• [AIM OF THE EXERCISE] Below are the entries. Transcribe exactly the lines from the one with "pub fn load(path: &str, required: bool)" through the one with "environment when given.", ends included, and leave out all others.

• [DATASET ENTRIES]

________________________

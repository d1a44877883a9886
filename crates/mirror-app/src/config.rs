//! Application configuration.
//!
//! A TOML file overlaid by `MIRROR__SECTION__KEY` environment variables.
//! Every section has serde defaults, so an empty file is a valid config.

use std::collections::HashMap;

use mirror_core::{ContractSizeTable, Instrument};
use mirror_dashboard::{DashboardConfig, ViewSettings};
use mirror_feed::FeedConfig;
use mirror_position::DerivationRules;
use mirror_signal::TallyRules;
use mirror_store::StoreConfig;
use mirror_telemetry::DEFAULT_FILTER;
use rust_decimal::Decimal;
use serde::{Deserialize, Serialize};

use crate::error::{AppError, AppResult};

/// Environment variable prefix (`MIRROR__FEED__TIMEOUT_MS`).
pub const ENV_PREFIX: &str = "MIRROR";

/// Default config path when neither `--config` nor `MIRROR_CONFIG` is set.
pub const DEFAULT_CONFIG_PATH: &str = "config/default.toml";

/// Logging configuration.
#[derive(Debug, Clone, Serialize, Deserialize)]
pub struct TelemetryConfig {
    /// Filter used when `RUST_LOG` is unset.
    #[serde(default = "default_log_filter")]
    pub log_filter: String,
}

fn default_log_filter() -> String {
    DEFAULT_FILTER.to_string()
}

impl Default for TelemetryConfig {
    fn default() -> Self {
        Self {
            log_filter: default_log_filter(),
        }
    }
}

/// Main application configuration.
#[derive(Debug, Clone, Serialize, Deserialize)]
pub struct AppConfig {
    /// Price providers and poll cadence.
    #[serde(default)]
    pub feed: FeedConfig,
    /// Persistence REST surface.
    #[serde(default)]
    pub store: StoreConfig,
    #[serde(default)]
    pub dashboard: DashboardConfig,
    /// Trailing and risk thresholds.
    #[serde(default)]
    pub rules: DerivationRules,
    /// Confirmation tally thresholds.
    #[serde(default)]
    pub tally: TallyRules,
    /// Extra contract sizes (instrument → coin per contract), merged over
    /// the built-in table.
    #[serde(default)]
    pub contracts: HashMap<String, Decimal>,
    /// Pairs shown first in the scanner, in this order.
    #[serde(default)]
    pub pairs: Vec<String>,
    /// Exchanges whose pairs are traded with leverage.
    #[serde(default = "default_leveraged_exchanges")]
    pub leveraged_exchanges: Vec<String>,
    #[serde(default)]
    pub telemetry: TelemetryConfig,
}

fn default_leveraged_exchanges() -> Vec<String> {
    vec!["delta".to_string()]
}

impl Default for AppConfig {
    fn default() -> Self {
        Self {
            feed: FeedConfig::default(),
            store: StoreConfig::default(),
            dashboard: DashboardConfig::default(),
            rules: DerivationRules::default(),
            tally: TallyRules::default(),
            contracts: HashMap::new(),
            pairs: Vec::new(),
            leveraged_exchanges: default_leveraged_exchanges(),
            telemetry: TelemetryConfig::default(),
        }
    }
}

impl AppConfig {
    /// Load from a TOML file plus process environment.
    ///
    /// A missing file is an error only when `required` is set (the path was
    /// given explicitly).
    pub fn load(path: &str, required: bool) -> AppResult<Self> {
        let file = ::config::File::with_name(path)
            .format(::config::FileFormat::Toml)
            .required(required);
        Self::from_sources(file, None)
    }

    /// Build from one file source and an environment overlay. `env` replaces
    /// the process environment when given.
    pub fn from_sources<S>(file: S, env: Option<::config::Map<String, String>>) -> AppResult<Self>
    where
        S: ::config::Source + Send + Sync + 'static,
    {
        let settings = ::config::Config::builder()
            .add_source(file)
            .add_source(
                ::config::Environment::with_prefix(ENV_PREFIX)
                    .prefix_separator("__")
                    .separator("__")
                    .try_parsing(true)
                    .list_separator(",")
                    .with_list_parse_key("pairs")
                    .with_list_parse_key("leveraged_exchanges")
                    .source(env),
            )
            .build()?;
        let config: Self = settings.try_deserialize()?;
        config.validate()?;
        Ok(config)
    }

    /// Validate cross-field constraints not covered by the section builders.
    pub fn validate(&self) -> AppResult<()> {
        self.tally.validate().map_err(AppError::Config)?;

        if self.rules.trail_tiers.is_empty() {
            return Err(AppError::Config("rules.trail_tiers must not be empty".to_string()));
        }
        if self.rules.trail_activation_pct < Decimal::ZERO {
            return Err(AppError::Config(format!(
                "rules.trail_activation_pct ({}) must be non-negative",
                self.rules.trail_activation_pct
            )));
        }
        if self.rules.near_sl_fraction <= Decimal::ZERO || self.rules.near_sl_fraction > Decimal::ONE {
            return Err(AppError::Config(format!(
                "rules.near_sl_fraction ({}) must be in (0, 1]",
                self.rules.near_sl_fraction
            )));
        }
        if self.rules.default_stop_distance_pct <= Decimal::ZERO {
            return Err(AppError::Config(format!(
                "rules.default_stop_distance_pct ({}) must be positive",
                self.rules.default_stop_distance_pct
            )));
        }
        if let Some((pair, size)) = self.contracts.iter().find(|(_, size)| **size <= Decimal::ZERO) {
            return Err(AppError::Config(format!("contracts.{pair} ({size}) must be positive")));
        }
        if self.store.positions_interval_ms == 0 || self.store.indicators_interval_ms == 0 {
            return Err(AppError::Config("store intervals must be positive".to_string()));
        }
        if self.dashboard.refresh_interval_ms == 0 {
            return Err(AppError::Config("dashboard.refresh_interval_ms must be positive".to_string()));
        }
        Ok(())
    }

    /// Built-in contract sizes with configured overrides applied.
    pub fn contract_table(&self) -> ContractSizeTable {
        let mut table = ContractSizeTable::with_defaults();
        table.extend(self.contracts.iter().map(|(pair, size)| (pair.as_str(), *size)));
        table
    }

    pub fn known_pairs(&self) -> Vec<Instrument> {
        self.pairs.iter().map(|p| Instrument::from(p.as_str())).collect()
    }

    pub fn view_settings(&self) -> ViewSettings {
        ViewSettings {
            rules: self.rules.clone(),
            tally_rules: self.tally.clone(),
            contracts: self.contract_table(),
            pairs: self.known_pairs(),
            leveraged_exchanges: self.leveraged_exchanges.clone(),
        }
    }
}

#[cfg(test)]
mod tests {
    use super::*;
    use ::config::{File, FileFormat};
    use rust_decimal_macros::dec;

    const SAMPLE: &str = r#"
        pairs = ["BTC/USDT", "ETH/USDT"]

        [feed]
        poll_interval_ms = 3000

        [[feed.providers]]
        kind = "delta"

        [store]
        base_url = "https://store.example"
        api_key = "anon"

        [rules]
        trail_activation_pct = 0.4

        [contracts]
        DOGEUSD = 100
    "#;

    fn load(toml: &str, env: &[(&str, &str)]) -> AppResult<AppConfig> {
        let vars = env.iter().map(|(k, v)| (k.to_string(), v.to_string())).collect();
        AppConfig::from_sources(File::from_str(toml, FileFormat::Toml), Some(vars))
    }

    #[test]
    fn test_default_config() {
        let config = AppConfig::default();
        assert!(config.validate().is_ok());
        assert_eq!(config.leveraged_exchanges, vec!["delta".to_string()]);
        assert_eq!(config.telemetry.log_filter, DEFAULT_FILTER);
    }

    #[test]
    fn test_empty_file_is_valid() {
        let config = load("", &[]).unwrap();
        assert_eq!(config.dashboard.port, 8080);
        assert_eq!(config.feed.providers.len(), 2);
    }

    #[test]
    fn test_sample_file() {
        let config = load(SAMPLE, &[]).unwrap();
        assert_eq!(config.feed.poll_interval_ms, 3000);
        assert_eq!(config.feed.providers.len(), 1);
        assert_eq!(config.store.api_key.as_deref(), Some("anon"));
        assert_eq!(config.rules.trail_activation_pct, dec!(0.4));
        assert_eq!(config.known_pairs()[1], Instrument::from("ETH/USDT"));

        let table = config.contract_table();
        assert_eq!(table.contract_size(&"DOGE/USD:USD".into()), dec!(100));
        assert_eq!(table.contract_size(&"BTCUSD".into()), dec!(0.001));
    }

    #[test]
    fn test_env_overlays_file() {
        let config = load(
            SAMPLE,
            &[
                ("MIRROR__DASHBOARD__PORT", "9100"),
                ("MIRROR__STORE__BASE_URL", "http://10.0.0.5:8000"),
                ("MIRROR__LEVERAGED_EXCHANGES", "delta,bybit"),
            ],
        )
        .unwrap();
        assert_eq!(config.dashboard.port, 9100);
        assert_eq!(config.store.base_url, "http://10.0.0.5:8000");
        assert_eq!(config.leveraged_exchanges, vec!["delta".to_string(), "bybit".to_string()]);
        assert_eq!(config.feed.poll_interval_ms, 3000);
    }

    #[test]
    fn test_rejects_bad_values() {
        assert!(matches!(
            load("[contracts]\nBTCUSD = 0", &[]),
            Err(AppError::Config(_))
        ));
        assert!(matches!(
            load("[tally]\nrsi_oversold = 80", &[]),
            Err(AppError::Config(_))
        ));
        assert!(matches!(
            load("[dashboard]\nrefresh_interval_ms = 0", &[]),
            Err(AppError::Config(_))
        ));
    }

    #[test]
    fn test_missing_optional_file_uses_defaults() {
        let config = AppConfig::load("config/does-not-exist.toml", false).unwrap();
        assert_eq!(config.store.positions_table, "trades");
        assert!(AppConfig::load("config/does-not-exist.toml", true).is_err());
    }

    #[test]
    fn test_shipped_default_config_loads() {
        let path = concat!(env!("CARGO_MANIFEST_DIR"), "/../../config/default.toml");
        let config = AppConfig::load(path, true).unwrap();
        assert_eq!(config.rules, DerivationRules::default());
        assert_eq!(config.tally, TallyRules::default());
        assert_eq!(config.feed.primary.len(), 2);
        assert_eq!(config.known_pairs().len(), 4);
        assert_eq!(config.store.indicator_max_age(), Some(std::time::Duration::from_secs(3600)));
    }

    #[test]
    fn test_zero_indicator_age_disables_eviction() {
        let config = load(SAMPLE, &[("MIRROR__STORE__INDICATOR_MAX_AGE_MS", "0")]).unwrap();
        assert!(config.store.indicator_max_age().is_none());
    }

    #[test]
    fn test_config_serialization() {
        let toml_str = toml::to_string(&AppConfig::default()).unwrap();
        assert!(toml_str.contains("leveraged_exchanges"));
        assert!(toml_str.contains("[dashboard]"));
    }
}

________________________

• [SOLUTION]
    pub fn load(path: &str, required: bool) -> AppResult<Self> {
        let file = ::config::File::with_name(path)
            .format(::config::FileFormat::Toml)
            .required(required);
        Self::from_sources(file, None)
    }

    /// Build from one file source and an environment overlay. `env` replaces
    /// the process environment when given.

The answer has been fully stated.